In Java, I have written a program that reads a UTF8 text file. The text file contains a SQL query of the SELECT kind. The program then executes the query on the Microsoft Access 2007 database and writes all fields of the first row to a UTF8 text file.
The problem I have is when a row is returned that contains unicode characters, such as "♪". These characters show up as "?" in the text file.
I know that the text files are read and written correctly, because a dummy UTF8 character ("◎") is read from the text file containing the SQL query and written to the text file containing the resulting row. The UTF8 character looks correct when the written text file is opened in Notepad, so the reading and writing of the text files are not part of the problem.
This is how I connect to the database and how I execute the SQL query:
Connection c = DriverManager.getConnection("jdbc:odbc:Driver={Microsoft Access Driver (*.mdb, *.accdb)};DBQ=C:/database.accdb;Pwd=temp");
ResultSet r = c.createStatement().executeQuery(sql);
I have tried making a charSet property to the Connection but it makes no difference:
Properties p = new Properties();
p.put("charSet", "utf-8");
p.put("lc_ctype", "utf-8");
p.put("encoding", "utf-8");
Connection c = DriverManager.getConnection("...", p);
Tried with "utf8"/"UTF8"/"UTF-8", no difference. If I enter "UTF-16" I get the following exception:
java.lang.IllegalArgumentException: Illegal replacement
Been searching around for hours with no results and now turn my hope to you. Please help!

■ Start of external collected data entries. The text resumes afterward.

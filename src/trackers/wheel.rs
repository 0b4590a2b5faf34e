//! Wheel deltas and scroll direction

use super::{Registrations, Tracker, TrackerKind};
use crate::error::TrackerResult;
use crate::input::{EventKind, InputEvent, Surface};
use parking_lot::Mutex as ParkingMutex;
use serde::{Deserialize, Serialize};
use std::sync::Arc;

#[derive(Debug, Clone, Copy, PartialEq, Eq, Serialize, Deserialize)]
#[serde(rename_all = "lowercase")]
pub enum ScrollDirection {
    Up,
    Down,
}

/// One wheel event as reported to observers
#[derive(Debug, Clone, Copy, PartialEq, Serialize, Deserialize)]
#[serde(rename_all = "camelCase")]
pub struct WheelReport {
    pub delta_x: f64,
    pub delta_y: f64,
    pub delta_z: f64,
    pub direction: ScrollDirection,
}

impl WheelReport {
    /// Direction only looks at the vertical axis
    pub fn from_event(event: &InputEvent) -> Self {
        let wheel = event.wheel.unwrap_or_default();
        let direction = if wheel.delta_y > 0.0 {
            ScrollDirection::Down
        } else {
            ScrollDirection::Up
        };
        Self {
            delta_x: wheel.delta_x,
            delta_y: wheel.delta_y,
            delta_z: wheel.delta_z,
            direction,
        }
    }
}

pub type WheelObserver = Arc<dyn Fn(WheelReport, &InputEvent) + Send + Sync>;

#[derive(Default)]
struct Inner {
    last: ParkingMutex<Option<WheelReport>>,
    observer: ParkingMutex<Option<WheelObserver>>,
}

impl Inner {
    fn handle(&self, event: &InputEvent) {
        let report = WheelReport::from_event(event);
        *self.last.lock() = Some(report);
        let observer = self.observer.lock().clone();
        if let Some(observer) = observer {
            observer(report, event);
        }
    }
}

pub struct WheelTracker {
    id: String,
    inner: Arc<Inner>,
    registrations: Registrations,
}

impl WheelTracker {
    pub fn new(surface: Arc<dyn Surface>) -> Self {
        Self {
            id: format!("wheel@{}", surface.name()),
            inner: Arc::new(Inner::default()),
            registrations: Registrations::new(surface),
        }
    }

    pub fn on_wheel<F>(self, observer: F) -> Self
    where
        F: Fn(WheelReport, &InputEvent) + Send + Sync + 'static,
    {
        *self.inner.observer.lock() = Some(Arc::new(observer));
        self
    }

    pub fn last(&self) -> Option<WheelReport> {
        *self.inner.last.lock()
    }
}

impl Tracker for WheelTracker {
    fn id(&self) -> &str {
        &self.id
    }

    fn kind(&self) -> TrackerKind {
        TrackerKind::Wheel
    }

    fn start(&mut self) -> TrackerResult<()> {
        self.registrations.activate(&self.id)?;
        self.registrations
            .attach(EventKind::Wheel, &self.inner, |inner, event| inner.handle(event));
        Ok(())
    }

    fn stop(&mut self) {
        self.registrations.deactivate(&self.id);
    }

    fn is_active(&self) -> bool {
        self.registrations.is_active()
    }
}

#[cfg(test)]
mod tests {
    use super::*;
    use crate::input::EventTarget;
    use crate::trackers::test_support::Recorder;

    #[test]
    fn test_direction_from_vertical_delta() {
        let target = EventTarget::shared("list");
        let seen = Recorder::new();
        let sink = seen.sink();
        let mut tracker = WheelTracker::new(target.clone()).on_wheel(move |r, _| sink(r.direction));
        tracker.start().unwrap();

        target.dispatch(&InputEvent::wheel(0.0, 12.0, 0.0));
        target.dispatch(&InputEvent::wheel(0.0, -3.0, 0.0));
        // Horizontal-only scroll still reports "up"
        target.dispatch(&InputEvent::wheel(40.0, 0.0, 0.0));

        assert_eq!(
            seen.calls(),
            vec![ScrollDirection::Down, ScrollDirection::Up, ScrollDirection::Up]
        );
        let last = tracker.last().unwrap();
        assert_eq!(last.delta_x, 40.0);
        assert_eq!(last.delta_y, 0.0);
    }

    #[test]
    fn test_stop_twice() {
        let target = EventTarget::shared("list");
        let mut tracker = WheelTracker::new(target.clone());
        tracker.start().unwrap();
        tracker.stop();
        tracker.stop();
        target.dispatch(&InputEvent::wheel(0.0, 1.0, 0.0));
        assert!(tracker.last().is_none());
        assert_eq!(target.listener_count(), 0);
    }
}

I also accept workaround suggestions. =) What I want to be able to do is to make a Unicode query (for example one that searches for posts that contain the "あ" character) and to have results with Unicode characters receieved and saved correctly.
Thank you!
Update. Here is a self-contained example of the issue:
package test;
import java.io.BufferedReader;import java.io.File;import java.io.FileInputStream;import java.io.FileOutputStream;import java.io.InputStreamReader;import java.io.OutputStreamWriter;import java.nio.charset.Charset;import java.sql.Connection;import java.sql.DriverManager;import java.sql.ResultSet;import java.util.Properties;
public class Standalone {
public static void main(String[] args) {
try {
Properties p = new Properties();
p.put("charSet", "UTF8");
Connection c = DriverManager.getConnection("jdbc:odbc:Driver={Microsoft Access Driver (*.mdb, *.accdb)};DBQ=./dummy.accdb;Pwd=pass", p);
ResultSet r = c.createStatement().executeQuery("SELECT TOP 1 * FROM main;");
r.next();
OutputStreamWriter osw = new OutputStreamWriter(new FileOutputStream(new File("results.txt")), Charset.forName("UTF-8"));
osw.write(new BufferedReader(new InputStreamReader(new FileInputStream("utf8.txt"), Charset.forName("UTF-8"))).readLine() +" : "+ r.getString("content"));
osw.close();
c.close();
System.out.println("Done.");
} catch (Exception e) {
e.printStackTrace();
}
}
}
What the example does is that it opens the database "dummy.accdb" encrypted with the password "pass" and pulls the first post out of the table "main". It then reads the text file "utf8.txt" and writes a text file "results.txt" which will contain the first row of "utf8.txt" plus the value of the field "content" it got from the database.
In the file "utf8.txt" I have stored "♜♞♝♛♚♝♞♜♟♖♘♗♕♔♗♘♖♙". In the database's "main" table's "content" field I have stored "♫♪あキタℳℴℯ♥∞۞♀♂".
After the application has finished running the "results.txt" has the following content: "♜♞♝♛♚♝♞♜♟♖♘♗♕♔♗♘♖♙ : ?????Moe?8???".
It successfully read and write the UTF8 characters of the "utf8.txt" text file, but failed to obtain the correct characters from the database. This is where the problem lies.
Update. Thought I should mention that the field in the database is of the type "memo", I have tried havig "Unicode Compression" set both to "No" and to "Yes" (recreating the post between tries to make sure no compression were there when "No" was selected). To my understanding Access uses UTF-16 when it saves Unicode characters, however with compression on it changes to UTF-8. In any case this did not make any difference.
Bonus question, anyone know how to connect to the database using a pure ODBC provider in Java? Or any other kind of method? This would provide me with a good workaround.
Update. I have been trying to feed these four to getConnection:
"Provider=Microsoft.Jet.OLEDB.4.0;Data Source=./dummy.accdb"
"jdbc:odbc:Provider=Microsoft.Jet.OLEDB.4.0;Data Source=./dummy.accdb"
"jdbc:odbc:Driver={Microsoft.Jet.OLEDB.4.0};Data Source=./dummy.accdb"
"jdbc:odbc:Provider=Microsoft.ACE.OLEDB.12.0;Data Source=./dummy.accdb"
The first give the error "java.sql.SQLException: No suitable driver found for Provider=Microsoft.Jet.OLEDB.4.0;Data Source=./dummy.accdb" and the two in the middle gets "java.sql.SQLException: [Microsoft][ODBC Driver Manager] Data source name not found and no default driver specified". The last one gets "java.sql.SQLException: [Microsoft][ODBC Driver Manager] Data source name too long".
I don't understand what getConnection wants. The parameter description is as follows: "url - a database url of the form jdbc:subprotocol:subname". Huh? I clearly don't get what that means.
Anyone know any alternative working ways of connecting to the Access 2007 database through Java? Maybe the providers I tried aren't supported but some other might be?